───── Dataset records ─────

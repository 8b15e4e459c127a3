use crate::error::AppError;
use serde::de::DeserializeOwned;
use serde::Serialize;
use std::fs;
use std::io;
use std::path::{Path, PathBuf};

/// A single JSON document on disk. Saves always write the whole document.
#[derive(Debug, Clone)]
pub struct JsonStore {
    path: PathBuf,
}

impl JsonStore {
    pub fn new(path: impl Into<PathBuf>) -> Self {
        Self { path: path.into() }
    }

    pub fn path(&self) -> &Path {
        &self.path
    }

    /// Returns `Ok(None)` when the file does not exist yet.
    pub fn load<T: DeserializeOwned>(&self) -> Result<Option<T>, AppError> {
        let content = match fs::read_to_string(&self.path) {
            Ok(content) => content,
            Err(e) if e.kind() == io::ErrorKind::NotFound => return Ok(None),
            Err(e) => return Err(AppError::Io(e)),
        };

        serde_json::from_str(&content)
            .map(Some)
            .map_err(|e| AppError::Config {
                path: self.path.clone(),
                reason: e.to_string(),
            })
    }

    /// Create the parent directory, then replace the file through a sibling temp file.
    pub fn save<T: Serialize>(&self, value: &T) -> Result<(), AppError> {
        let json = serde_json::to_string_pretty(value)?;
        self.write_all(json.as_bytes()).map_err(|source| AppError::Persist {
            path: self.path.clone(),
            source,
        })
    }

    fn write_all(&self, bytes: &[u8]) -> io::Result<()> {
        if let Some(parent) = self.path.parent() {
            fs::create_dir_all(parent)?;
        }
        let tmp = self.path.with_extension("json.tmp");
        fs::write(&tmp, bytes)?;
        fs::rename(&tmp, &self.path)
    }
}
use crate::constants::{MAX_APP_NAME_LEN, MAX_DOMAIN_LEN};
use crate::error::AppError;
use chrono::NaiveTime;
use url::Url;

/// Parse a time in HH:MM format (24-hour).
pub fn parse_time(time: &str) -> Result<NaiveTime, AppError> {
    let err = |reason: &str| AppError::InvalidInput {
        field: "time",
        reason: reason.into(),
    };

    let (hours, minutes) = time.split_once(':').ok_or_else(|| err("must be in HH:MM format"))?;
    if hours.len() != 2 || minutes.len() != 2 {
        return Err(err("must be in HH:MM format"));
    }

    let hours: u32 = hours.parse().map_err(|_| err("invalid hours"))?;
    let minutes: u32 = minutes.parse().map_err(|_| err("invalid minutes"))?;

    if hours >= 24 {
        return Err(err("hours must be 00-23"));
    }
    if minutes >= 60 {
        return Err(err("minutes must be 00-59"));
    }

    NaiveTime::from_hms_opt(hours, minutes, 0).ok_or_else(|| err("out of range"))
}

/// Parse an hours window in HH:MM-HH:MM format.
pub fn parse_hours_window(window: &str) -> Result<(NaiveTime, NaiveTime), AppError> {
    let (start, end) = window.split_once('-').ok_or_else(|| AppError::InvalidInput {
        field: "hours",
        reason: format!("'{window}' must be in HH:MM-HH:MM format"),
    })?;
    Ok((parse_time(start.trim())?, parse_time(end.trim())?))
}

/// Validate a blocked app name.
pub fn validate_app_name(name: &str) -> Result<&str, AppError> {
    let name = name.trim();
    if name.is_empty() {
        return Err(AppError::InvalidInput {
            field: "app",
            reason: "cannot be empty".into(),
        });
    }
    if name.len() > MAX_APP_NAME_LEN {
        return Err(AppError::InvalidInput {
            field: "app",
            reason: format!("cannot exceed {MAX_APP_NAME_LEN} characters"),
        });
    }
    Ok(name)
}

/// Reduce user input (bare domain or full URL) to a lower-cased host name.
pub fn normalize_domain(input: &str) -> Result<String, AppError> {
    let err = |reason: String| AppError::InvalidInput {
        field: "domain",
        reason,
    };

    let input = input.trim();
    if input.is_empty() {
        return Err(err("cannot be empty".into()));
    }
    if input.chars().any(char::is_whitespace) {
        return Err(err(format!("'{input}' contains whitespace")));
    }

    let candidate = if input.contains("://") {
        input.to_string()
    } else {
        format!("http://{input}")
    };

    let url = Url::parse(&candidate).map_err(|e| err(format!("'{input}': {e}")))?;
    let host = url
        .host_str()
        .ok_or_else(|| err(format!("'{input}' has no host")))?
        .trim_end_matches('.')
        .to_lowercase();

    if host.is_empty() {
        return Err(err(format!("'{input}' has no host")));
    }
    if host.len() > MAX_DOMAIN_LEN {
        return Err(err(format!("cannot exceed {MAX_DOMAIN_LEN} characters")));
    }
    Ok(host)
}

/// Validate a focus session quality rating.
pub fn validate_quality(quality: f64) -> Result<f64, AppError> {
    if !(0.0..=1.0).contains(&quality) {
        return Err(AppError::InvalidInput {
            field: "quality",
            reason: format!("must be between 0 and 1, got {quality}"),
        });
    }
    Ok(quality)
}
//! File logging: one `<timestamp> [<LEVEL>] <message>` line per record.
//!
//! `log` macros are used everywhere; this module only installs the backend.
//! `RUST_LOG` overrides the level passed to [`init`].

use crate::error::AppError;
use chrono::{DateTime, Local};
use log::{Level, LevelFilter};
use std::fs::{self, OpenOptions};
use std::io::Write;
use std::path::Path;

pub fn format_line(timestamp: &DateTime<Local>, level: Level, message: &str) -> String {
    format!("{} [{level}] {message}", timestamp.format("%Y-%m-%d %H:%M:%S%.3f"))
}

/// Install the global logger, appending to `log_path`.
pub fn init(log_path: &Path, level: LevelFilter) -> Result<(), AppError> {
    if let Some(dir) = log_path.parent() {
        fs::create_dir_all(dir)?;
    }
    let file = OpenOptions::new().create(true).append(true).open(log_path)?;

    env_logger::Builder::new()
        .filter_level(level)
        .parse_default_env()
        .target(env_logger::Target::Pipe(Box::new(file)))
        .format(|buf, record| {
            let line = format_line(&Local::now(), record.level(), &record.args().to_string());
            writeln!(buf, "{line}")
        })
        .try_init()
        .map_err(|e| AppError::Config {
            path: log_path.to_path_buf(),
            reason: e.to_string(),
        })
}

─────

* [Task statement] Where a line of the records includes "contains", copy it.

* [Response]
        return Err(err(format!("'{input}' contains whitespace")));
    let candidate = if input.contains("://") {
    if !(0.0..=1.0).contains(&quality) {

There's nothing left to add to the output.